As repercussões da mudança forçada pela Covid-19 são investigadas no estudo “Perda de Aprendizagem na Pandemia”, elaborado pelos professores Ricardo Paes de Barros e Laura Muller Machado, do Insper, em parceria com o Instituto Unibanco.
O trabalho concentra-se no desempenho de terceiranistas, para quem são menores as chances de recuperar o aprendizado perdido ao longo da crise sanitária, uma vez que estão prestes a encerrar a educação básica.
Simularam-se diferentes cenários: o do início deste ano, produto de um 2020 com poucas aulas presenciais e muitas remotas; outro em que se manteria o formato remoto até o fim deste ano; e um terceiro, em que ocorreria a adoção de algum modelo alternativo ao remoto, bem como medidas de reforço e recuperação do aprendizado.
O modelo desenvolvido pelos pesquisadores para efetuar as simulações compreende tanto dados nacionais quanto de estudos acerca de experiências no exterior.
Uma das fontes é o Sistema de Avaliação da Educação Básica (Saeb), que oferece um retrato dos níveis de aprendizado no país. Seus indicadores, representados em uma escala de pontuação, provêm de testes e de questionários aplicados em escolas públicas e de uma amostra de colégios privados.

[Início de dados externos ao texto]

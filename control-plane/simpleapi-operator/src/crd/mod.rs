pub mod simple_api;

pub use simple_api::{SimpleApi, SimpleApiSpec, SimpleApiStatus, StartupProbeSpec};
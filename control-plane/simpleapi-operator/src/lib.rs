pub mod config;
pub mod controller;
pub mod crd;
pub mod desired;
pub mod naming;
pub mod routing;
pub mod runtime;
pub mod store;
pub mod templates;
pub mod version;
pub mod web;

use tracing_subscriber::{
    EnvFilter, filter::LevelFilter, layer::SubscriberExt,
    util::SubscriberInitExt,
};

pub fn init_tracing(default_env: &str) {
    let directive = default_env
        .parse()
        .unwrap_or_else(|_| LevelFilter::INFO.into());
    let filter = EnvFilter::builder()
        .with_env_var("RUST_LOG")
        .from_env_lossy()
        .add_directive(directive);

    let _ = tracing_subscriber::registry()
        .with(tracing_subscriber::fmt::layer())
        .with(filter)
        .try_init();
}
use std::collections::BTreeMap;

use k8s_openapi::api::apps::v1::{Deployment, DeploymentSpec};
use k8s_openapi::api::core::v1::{
    Container, ContainerPort, HTTPGetAction, LocalObjectReference, PodSpec,
    PodTemplateSpec, Probe, Service, ServicePort, ServiceSpec,
};
use k8s_openapi::apimachinery::pkg::apis::meta::v1::{LabelSelector, ObjectMeta};
use k8s_openapi::apimachinery::pkg::util::intstr::IntOrString;

use crate::desired::DesiredState;
use crate::naming::Naming;
use crate::version::Version;

/// Build the Deployment and Service of the desired version.
///
/// Pure: the same (desired, timestamp) always yields the same objects, so a
/// redelivered create for the same version hits AlreadyExists on identical
/// names.
pub fn synthesize(
    desired: &DesiredState,
    naming: &Naming,
    timestamp: i64,
) -> (Deployment, Service) {
    (
        workload(desired, naming, timestamp),
        endpoint(desired, naming, &desired.version, desired.port, timestamp),
    )
}

fn object_meta(
    desired: &DesiredState,
    naming: &Naming,
    name: String,
    version: &Version,
    timestamp: i64,
) -> ObjectMeta {
    let mut annotations = BTreeMap::new();
    annotations.insert(
        naming.deployed_at_annotation.clone(),
        timestamp.to_string(),
    );
    ObjectMeta {
        name: Some(name),
        namespace: Some(desired.namespace.clone()),
        labels: Some(naming.labels(&desired.app, version.as_str())),
        annotations: Some(annotations),
        owner_references: Some(vec![desired.owner.controller_ref()]),
        ..Default::default()
    }
}

pub fn workload(
    desired: &DesiredState,
    naming: &Naming,
    timestamp: i64,
) -> Deployment {
    let version = &desired.version;
    let selector = naming.selector_labels(&desired.app, version.as_str());

    let startup_probe = desired.startup_probe.as_ref().map(|p| Probe {
        http_get: Some(HTTPGetAction {
            path: Some(p.path.clone()),
            port: IntOrString::Int(p.port.unwrap_or(desired.port)),
            ..Default::default()
        }),
        initial_delay_seconds: p.initial_delay_seconds,
        period_seconds: p.period_seconds,
        failure_threshold: p.failure_threshold,
        ..Default::default()
    });

    let container = Container {
        name: desired.app.clone(),
        image: Some(desired.image_ref()),
        image_pull_policy: Some(desired.image_pull_policy.clone()),
        ports: Some(vec![ContainerPort {
            container_port: desired.port,
            ..Default::default()
        }]),
        startup_probe,
        ..Default::default()
    };

    let pod_spec = PodSpec {
        automount_service_account_token: Some(false),
        service_account_name: Some(desired.service_account_name.clone()),
        containers: vec![container],
        image_pull_secrets: desired.image_pull_secret.as_ref().map(|s| {
            vec![LocalObjectReference { name: s.clone() }]
        }),
        ..Default::default()
    };

    Deployment {
        metadata: object_meta(
            desired,
            naming,
            naming.workload_name(&desired.app, version.as_str()),
            version,
            timestamp,
        ),
        spec: Some(DeploymentSpec {
            replicas: Some(desired.replicas),
            selector: LabelSelector {
                match_labels: Some(selector.clone()),
                ..Default::default()
            },
            template: PodTemplateSpec {
                metadata: Some(ObjectMeta {
                    labels: Some(selector),
                    ..Default::default()
                }),
                spec: Some(pod_spec),
            },
            ..Default::default()
        }),
        ..Default::default()
    }
}

/// Service of `version` exposing `port`. `version` may be a kept older
/// version whose endpoint went missing; its pods listen on the port they were
/// created with, not necessarily the current one.
pub fn endpoint(
    desired: &DesiredState,
    naming: &Naming,
    version: &Version,
    port: i32,
    timestamp: i64,
) -> Service {
    Service {
        metadata: object_meta(
            desired,
            naming,
            naming.endpoint_name(&desired.app, version.as_str()),
            version,
            timestamp,
        ),
        spec: Some(ServiceSpec {
            selector: Some(naming.selector_labels(&desired.app, version.as_str())),
            ports: Some(vec![ServicePort {
                name: Some("http".to_string()),
                port,
                target_port: Some(IntOrString::Int(port)),
                protocol: Some("TCP".to_string()),
                ..Default::default()
            }]),
            ..Default::default()
        }),
        ..Default::default()
    }
}
//! Drives the reconciler through a full application lifecycle against the
//! in-memory store: first deploy, upgrades, rollback and deletion.

use std::sync::Arc;

use simpleapi_operator::config::OperatorConfig;
use simpleapi_operator::controller::{
    ControllerContext, NextStep, ReconcileReport, RouteOutcome, reconcile_app,
};
use simpleapi_operator::controller::types::RouteKind;
use simpleapi_operator::store::MemoryStore;

mod common;
use common::simple_api;

const NS: &str = "team-a";
const APP: &str = "orders";

async fn pass(ctx: &ControllerContext, now: i64) -> ReconcileReport {
    reconcile_app(ctx, NS, APP, now).await.expect("reconcile")
}

async fn set_version(store: &MemoryStore, version: &str) {
    store
        .update_app(NS, APP, |a| a.spec.version = version.into())
        .await
        .expect("app exists");
}

#[test_log::test(tokio::test)]
async fn upgrade_rollback_and_delete() {
    let store = Arc::new(MemoryStore::new());
    store.insert_app(simple_api(NS, APP, "v1")).await;
    let ctx = ControllerContext::new(store.clone(), OperatorConfig::default())
        .expect("default config is valid");

    let report = pass(&ctx, 1_000).await;
    assert_eq!(report.route, RouteOutcome::Created);
    assert_eq!(report.next, NextStep::Resync);
    assert_eq!(store.workload_names(NS).await, vec!["orders-v1"]);

    // Converged: nothing to write.
    assert!(!pass(&ctx, 1_010).await.wrote_anything());

    set_version(&store, "v2").await;
    pass(&ctx, 2_000).await;
    set_version(&store, "v3").await;
    let report = pass(&ctx, 3_000).await;
    assert_eq!(report.route, RouteOutcome::Updated);
    assert_eq!(
        store.workload_names(NS).await,
        vec!["orders-v2", "orders-v3"]
    );
    assert_eq!(
        store.endpoint_names(NS).await,
        vec!["orders-v2-svc", "orders-v3-svc"]
    );

    // Rolling back to a live version keeps both and creates nothing.
    set_version(&store, "v2").await;
    let report = pass(&ctx, 4_000).await;
    assert!(report.created.is_empty());
    assert!(report.deleted.is_empty());
    let status = store.app(NS, APP).await.and_then(|a| a.status).expect("status");
    assert_eq!(status.active_version.as_deref(), Some("v2"));
    assert_eq!(status.retained_versions, vec!["v2", "v3"]);

    let route = store
        .route(RouteKind::HttpRoute, NS, "orders-route")
        .await
        .expect("route");
    let text = route.data.to_string();
    assert!(text.contains("orders-v2-svc") && text.contains("orders-v3-svc"));

    store.delete_app(NS, APP, true).await;
    let report = pass(&ctx, 5_000).await;
    assert_eq!(report.next, NextStep::AwaitChange);
    assert!(store.workload_names(NS).await.is_empty());
    assert!(store.endpoint_names(NS).await.is_empty());
    assert!(store.route(RouteKind::HttpRoute, NS, "orders-route").await.is_none());
}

Já a distribuição do aprendizado no ensino médio considerou informações de outros dois sistemas: o de Avaliação Educacional do Piauí (Saepi) e o Permanente de Avaliação da Educação Básica do Ceará (Spaece). Em ambos, o desempenho em língua portuguesa e matemática é aferido nas três séries.
A análise da evolução da proficiência em um ano letivo, por sua vez, teve como referência parâmetros tratados na pesquisa “The Learning Curve: Revisiting the Assumption of Linear Growth Across the School Year”. Neste trabalho, dados de testes de mais de 7 milhões de alunos de escolas públicas americanas sugerem a desaceleração do aprendizado em matemática e sobretudo em linguagem ao longo de séries.
Na metodologia do estudo do Insper em parceria com o Instituto Unibanco, também foram consideradas as perdas em períodos de férias escolares, que correspondem a 25% e a 28% em língua portuguesa e matemática, respectivamente, em relação ao aprendizado de todo o ano letivo anterior.
Remoto X presencial
Dados das redes de cada estado e do Distrito Federal permitiram aos pesquisadores apurar que, em 2020, apenas 13% do ano letivo, em média, se deu com atividades presenciais. Os demais foram cumpridos remotamente.
Foi estimada a eficácia desse ensino remoto em comparação ao presencial levando em conta quatro estudos acerca do tema. Um deles, por exemplo, concluiu, considerando informações de 1,7 milhão de crianças e adolescentes em Ohio (EUA), que o desempenho de quem estudava à distância era inferior ao de quem tinha aulas presenciais, independentemente da idade e da série.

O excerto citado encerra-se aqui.